A Hostile Work Environment

They say that “Friday the thirteenth is still better than Monday the whatever.” because it is that dreaded day that people have to retire from their oh-so-fun weekends and go back to their 9-5 job and slog. Workplace can be dreaded for various reasons, but bullying in the workplace can be really traumatic and have physical and mental effects.

The Workplace Bullying is defined as repeated, health-harming mistreatment of one or more persons (the targets) by one or more perpetrators. It is abusive conduct that is threatening, humiliating, or intimidating, or Work interference, sabotage, which prevents work from getting done or Verbal abuse.

In other words, workplace bullying is a persistent pattern of mistreatment from others in the workplace that causes either physical or emotional harm. It can include such tactics as verbal, nonverbal, psychological, physical abuse and humiliation. This unlike school bullying, takes place under a well-defined organization and is mostly done by the higher authorities.

Workplace Bullying takes various forms like:

  • Asking juniors to do things just to exercise pressure and show them who the boss is.
  • Choosing difficult situations, timings, events for them just to humiliate them and stroke their ego.
  • Asking others to join in the deed for terrifying the person even more
  • Use the worker’s personal weakness to use against him /her.
  • Failing to invite someone to an essential meeting
  • Threatening job loss
  • Assigning tasks that cannot be completed by deadline and setting unrealistic and impossible goals
  • Treating a worker differently than peers and co-workers are treated 
  • Invalid or baseless criticism, faultfinding, and unwarranted blame
  • Humiliation, public reprimands or obscene language
  • And many other advantages that they try to make use of for personal or professional benefit.

How bullying can affect an individual?

Those who are the targets of bullying may experience a range of effects. These reactions include:

  • Shock/Anger
  • Feelings of frustration and/or helplessness
  • Increased sense of vulnerability
  • Loss of confidence
  • Physical symptoms such as: Inability to sleep or Loss of appetite
  • Psychosomatic symptoms such as: Stomach pains or Headaches
  • Panic or anxiety, especially about going to work
  • Stress in personal life
  • Inability to concentrate
  • Low morale and productivity

How can bullying affect the workplace?

Bullying affects the overall “health” of an organization. An “unhealthy” workplace can have many effects. In general these include:

  • Increased absenteeism
  • Increased stress
  • Increased costs for employee assistance programs (EAPs), recruitment, etc.
  • Increased risk for accidents / incidents
  • Decreased productivity and motivation
  • Decreased morale
  • Reduced corporate image and customer confidence
  • Poor customer service

Although there are many laws persisting about workplace bullying, here are a few things that can help you in preparing your mind to take the required steps under such mental stress.

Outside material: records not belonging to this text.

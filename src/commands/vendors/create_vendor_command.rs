use crate::{
    commands::Command,
    common::not_blank,
    db::{self, DbPool},
    entities::vendor,
    errors::ServiceError,
    events::{Event, EventSender},
};
use chrono::Utc;
use sea_orm::{ActiveModelTrait, ColumnTrait, EntityTrait, QueryFilter, Set};
use serde::{Deserialize, Serialize};
use std::sync::Arc;
use tracing::{error, info, instrument};
use utoipa::ToSchema;
use uuid::Uuid;
use validator::Validate;

/// Registers a vendor. Metrics start at zero and cannot be supplied.
#[derive(Debug, Clone, Serialize, Deserialize, Validate, ToSchema)]
#[serde(deny_unknown_fields)]
pub struct CreateVendorCommand {
    #[validate(length(max = 100, message = "name must be at most 100 characters"), custom = "not_blank")]
    pub name: String,
    #[validate(custom = "not_blank")]
    pub contact_details: String,
    #[validate(custom = "not_blank")]
    pub address: String,
    #[validate(length(max = 50, message = "vendor_code must be at most 50 characters"), custom = "not_blank")]
    pub vendor_code: String,
}

#[async_trait::async_trait]
impl Command for CreateVendorCommand {
    type Result = vendor::Model;

    #[instrument(skip(self, db_pool, event_sender), fields(vendor_code = %self.vendor_code))]
    async fn execute(
        &self,
        db_pool: Arc<DbPool>,
        event_sender: Arc<EventSender>,
    ) -> Result<Self::Result, ServiceError> {
        self.validate()?;

        let command = self.clone();
        let created = db::transaction(db_pool.as_ref(), move |txn| {
            Box::pin(async move {
                let vendor_code = command.vendor_code.trim().to_string();
                let existing = vendor::Entity::find()
                    .filter(vendor::Column::VendorCode.eq(vendor_code.as_str()))
                    .one(txn)
                    .await?;
                if existing.is_some() {
                    return Err(ServiceError::Conflict(format!(
                        "Vendor code '{}' already exists",
                        vendor_code
                    )));
                }

                let now = Utc::now();
                let model = vendor::ActiveModel {
                    id: Set(Uuid::new_v4()),
                    vendor_code: Set(vendor_code),
                    name: Set(command.name.trim().to_string()),
                    contact_details: Set(command.contact_details),
                    address: Set(command.address),
                    on_time_delivery_rate: Set(0.0),
                    quality_rating_average: Set(0.0),
                    average_response_time: Set(0.0),
                    fulfilment_rate: Set(0.0),
                    metrics_version: Set(0),
                    metrics_updated_at: Set(None),
                    created_at: Set(now),
                    updated_at: Set(now),
                };
                Ok(model.insert(txn).await?)
            })
        })
        .await
        .map_err(|e| {
            crate::metrics::record_command_failure("create_vendor");
            error!(error = %e, "failed to create vendor");
            e
        })?;

        crate::metrics::VENDORS_CREATED.inc();
        event_sender
            .send_or_log(Event::VendorCreated(created.id))
            .await;
        info!(vendor_id = %created.id, "vendor created");
        Ok(created)
    }
}
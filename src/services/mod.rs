pub mod performance;
pub mod purchase_orders;
pub mod vendors;
//! Property-based tests for the vendor performance calculations.
//!
//! Metrics are derived purely from an order set, so these check bounds and
//! stability across arbitrary mixes of pending, completed and cancelled orders.

use chrono::{Duration, TimeZone, Utc};
use proptest::prelude::*;
use vendor_api::entities::purchase_order::PurchaseOrderStatus;
use vendor_api::performance::{compute, OrderFacts};

fn status_strategy() -> impl Strategy<Value = PurchaseOrderStatus> {
    prop_oneof![
        Just(PurchaseOrderStatus::Pending),
        Just(PurchaseOrderStatus::Completed),
        Just(PurchaseOrderStatus::Cancelled),
    ]
}

fn order_strategy() -> impl Strategy<Value = OrderFacts> {
    (
        status_strategy(),
        0i64..60,
        prop::option::of(0i64..90),
        prop::option::of(1.0f64..=5.0),
        prop::option::of(0i64..500_000),
    )
        .prop_map(|(status, expected_in, delivered_in, rating, ack_after)| {
            let issued = Utc.with_ymd_and_hms(2024, 1, 1, 0, 0, 0).unwrap();
            OrderFacts {
                status,
                expected_delivery_date: issued + Duration::days(expected_in),
                actual_delivery_date: delivered_in.map(|d| issued + Duration::days(d)),
                quality_rating: rating,
                issue_date: issued,
                acknowledgment_date: ack_after.map(|s| issued + Duration::seconds(s)),
            }
        })
}

proptest! {
    #![proptest_config(ProptestConfig::with_cases(500))]

    #[test]
    fn rates_stay_within_unit_interval(orders in prop::collection::vec(order_strategy(), 0..40)) {
        let metrics = compute(&orders);
        prop_assert!((0.0..=1.0).contains(&metrics.on_time_delivery_rate));
        prop_assert!((0.0..=1.0).contains(&metrics.fulfilment_rate));
    }

    #[test]
    fn quality_is_zero_or_a_valid_rating(orders in prop::collection::vec(order_strategy(), 0..40)) {
        let q = compute(&orders).quality_rating_average;
        prop_assert!(q == 0.0 || (1.0 - 1e-9..=5.0 + 1e-9).contains(&q), "quality average {}", q);
    }

    #[test]
    fn response_time_is_never_negative(orders in prop::collection::vec(order_strategy(), 0..40)) {
        prop_assert!(compute(&orders).average_response_time >= 0.0);
    }

    #[test]
    fn compute_is_idempotent_and_order_independent(
        orders in prop::collection::vec(order_strategy(), 0..40)
    ) {
        let first = compute(&orders);
        prop_assert_eq!(first, compute(&orders));

        let mut reversed = orders.clone();
        reversed.reverse();
        let again = compute(&reversed);
        prop_assert!((first.on_time_delivery_rate - again.on_time_delivery_rate).abs() < 1e-9);
        prop_assert!((first.fulfilment_rate - again.fulfilment_rate).abs() < 1e-9);
        prop_assert!((first.quality_rating_average - again.quality_rating_average).abs() < 1e-9);
        prop_assert!((first.average_response_time - again.average_response_time).abs() < 1e-6);
    }

    #[test]
    fn only_completed_orders_drive_fulfilment(orders in prop::collection::vec(order_strategy(), 1..40)) {
        let completed = orders
            .iter()
            .filter(|o| o.status == PurchaseOrderStatus::Completed)
            .count();
        let expected = completed as f64 / orders.len() as f64;
        prop_assert!((compute(&orders).fulfilment_rate - expected).abs() < 1e-12);
    }
}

Define the deed by giving this torture a defined name and call it workplace bullying and not shy away from addressing it from what it is. Understanding that it is serious will help you take firmer stands and decisions.

Be emotionally strong and take a day off if you need and calm yourself down and clear your head before you take another decision. Be sure to note down the events that have been harassing you point by point for e.g.: The date, time and what happened in as much detail as possible, the names of witnesses and the outcome of the event.

Ask a helping hand and talk to your colleagues and ask them if they face anything like that and see if you could share your views on how to tackle it.

Firmly tell the person that his or her behaviour is not acceptable and ask them to stop. You can ask a supervisor or union member to be with you when you approach the person.

Keep copies of any letters, memos, e-mails, faxes, etc., received from the person.

Report the harassment to the person identified in your workplace policy, your supervisor, or a delegated manager. If your concerns are minimized, proceed to the next level of management.